- Opening Delimiter -

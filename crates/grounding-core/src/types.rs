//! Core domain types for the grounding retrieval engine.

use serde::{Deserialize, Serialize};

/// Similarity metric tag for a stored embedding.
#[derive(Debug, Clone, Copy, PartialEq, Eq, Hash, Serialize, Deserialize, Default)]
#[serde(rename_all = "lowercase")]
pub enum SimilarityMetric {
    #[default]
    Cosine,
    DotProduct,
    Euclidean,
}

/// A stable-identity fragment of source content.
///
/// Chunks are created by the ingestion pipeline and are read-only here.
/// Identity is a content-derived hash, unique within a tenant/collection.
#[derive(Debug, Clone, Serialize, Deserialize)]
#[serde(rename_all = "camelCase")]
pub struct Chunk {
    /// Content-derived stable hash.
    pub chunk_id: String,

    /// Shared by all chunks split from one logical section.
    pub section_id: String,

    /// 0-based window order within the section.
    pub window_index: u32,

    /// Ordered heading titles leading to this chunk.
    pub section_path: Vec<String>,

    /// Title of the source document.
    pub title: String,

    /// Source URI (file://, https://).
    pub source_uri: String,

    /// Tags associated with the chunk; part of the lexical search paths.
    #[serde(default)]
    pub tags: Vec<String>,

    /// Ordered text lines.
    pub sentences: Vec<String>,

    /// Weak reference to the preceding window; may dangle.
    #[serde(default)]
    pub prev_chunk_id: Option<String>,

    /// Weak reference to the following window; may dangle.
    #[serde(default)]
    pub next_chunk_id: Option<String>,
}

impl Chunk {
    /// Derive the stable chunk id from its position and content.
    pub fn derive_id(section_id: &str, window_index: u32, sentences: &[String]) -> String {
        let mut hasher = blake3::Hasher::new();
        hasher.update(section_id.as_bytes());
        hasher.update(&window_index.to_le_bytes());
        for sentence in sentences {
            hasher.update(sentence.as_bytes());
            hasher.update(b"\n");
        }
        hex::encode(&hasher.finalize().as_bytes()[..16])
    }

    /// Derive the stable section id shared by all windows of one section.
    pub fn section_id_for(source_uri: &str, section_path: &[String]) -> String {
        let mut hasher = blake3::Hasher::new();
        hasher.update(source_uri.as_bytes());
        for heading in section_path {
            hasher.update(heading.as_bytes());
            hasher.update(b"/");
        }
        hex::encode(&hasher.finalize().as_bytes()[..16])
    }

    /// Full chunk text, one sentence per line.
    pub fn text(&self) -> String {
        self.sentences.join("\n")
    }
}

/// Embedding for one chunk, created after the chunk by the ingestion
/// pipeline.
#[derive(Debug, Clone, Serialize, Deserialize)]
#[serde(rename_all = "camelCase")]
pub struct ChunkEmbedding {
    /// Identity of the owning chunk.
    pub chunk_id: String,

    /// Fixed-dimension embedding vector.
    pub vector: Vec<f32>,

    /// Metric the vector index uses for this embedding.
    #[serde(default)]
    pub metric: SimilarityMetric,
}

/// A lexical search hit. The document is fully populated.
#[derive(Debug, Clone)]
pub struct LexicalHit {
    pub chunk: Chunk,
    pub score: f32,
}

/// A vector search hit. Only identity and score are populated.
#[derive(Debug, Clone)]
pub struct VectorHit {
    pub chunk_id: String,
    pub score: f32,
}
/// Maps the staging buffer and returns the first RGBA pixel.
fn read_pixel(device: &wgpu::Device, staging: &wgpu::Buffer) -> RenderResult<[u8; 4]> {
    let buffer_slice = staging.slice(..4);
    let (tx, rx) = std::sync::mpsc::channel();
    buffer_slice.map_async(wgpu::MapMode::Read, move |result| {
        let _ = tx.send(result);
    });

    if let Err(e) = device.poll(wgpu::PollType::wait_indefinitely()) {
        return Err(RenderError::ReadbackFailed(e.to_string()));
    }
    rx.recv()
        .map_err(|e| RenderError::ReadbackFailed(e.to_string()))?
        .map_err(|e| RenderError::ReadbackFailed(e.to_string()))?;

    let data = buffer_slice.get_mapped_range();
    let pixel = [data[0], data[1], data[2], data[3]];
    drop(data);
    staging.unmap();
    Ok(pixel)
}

- Closing Delimiter -

Directions for this task >>
Nothing but the lines from the beginning of the records through the line with "within a tenant/collection." should appear, each printed exactly.

Expected answer >>
filename crates/grounding-core/src/types.rs
//! Core domain types for the grounding retrieval engine.

use serde::{Deserialize, Serialize};

/// Similarity metric tag for a stored embedding.
#[derive(Debug, Clone, Copy, PartialEq, Eq, Hash, Serialize, Deserialize, Default)]
#[serde(rename_all = "lowercase")]
pub enum SimilarityMetric {
    #[default]
    Cosine,
    DotProduct,
    Euclidean,
}

/// A stable-identity fragment of source content.
///
/// Chunks are created by the ingestion pipeline and are read-only here.
/// Identity is a content-derived hash, unique within a tenant/collection.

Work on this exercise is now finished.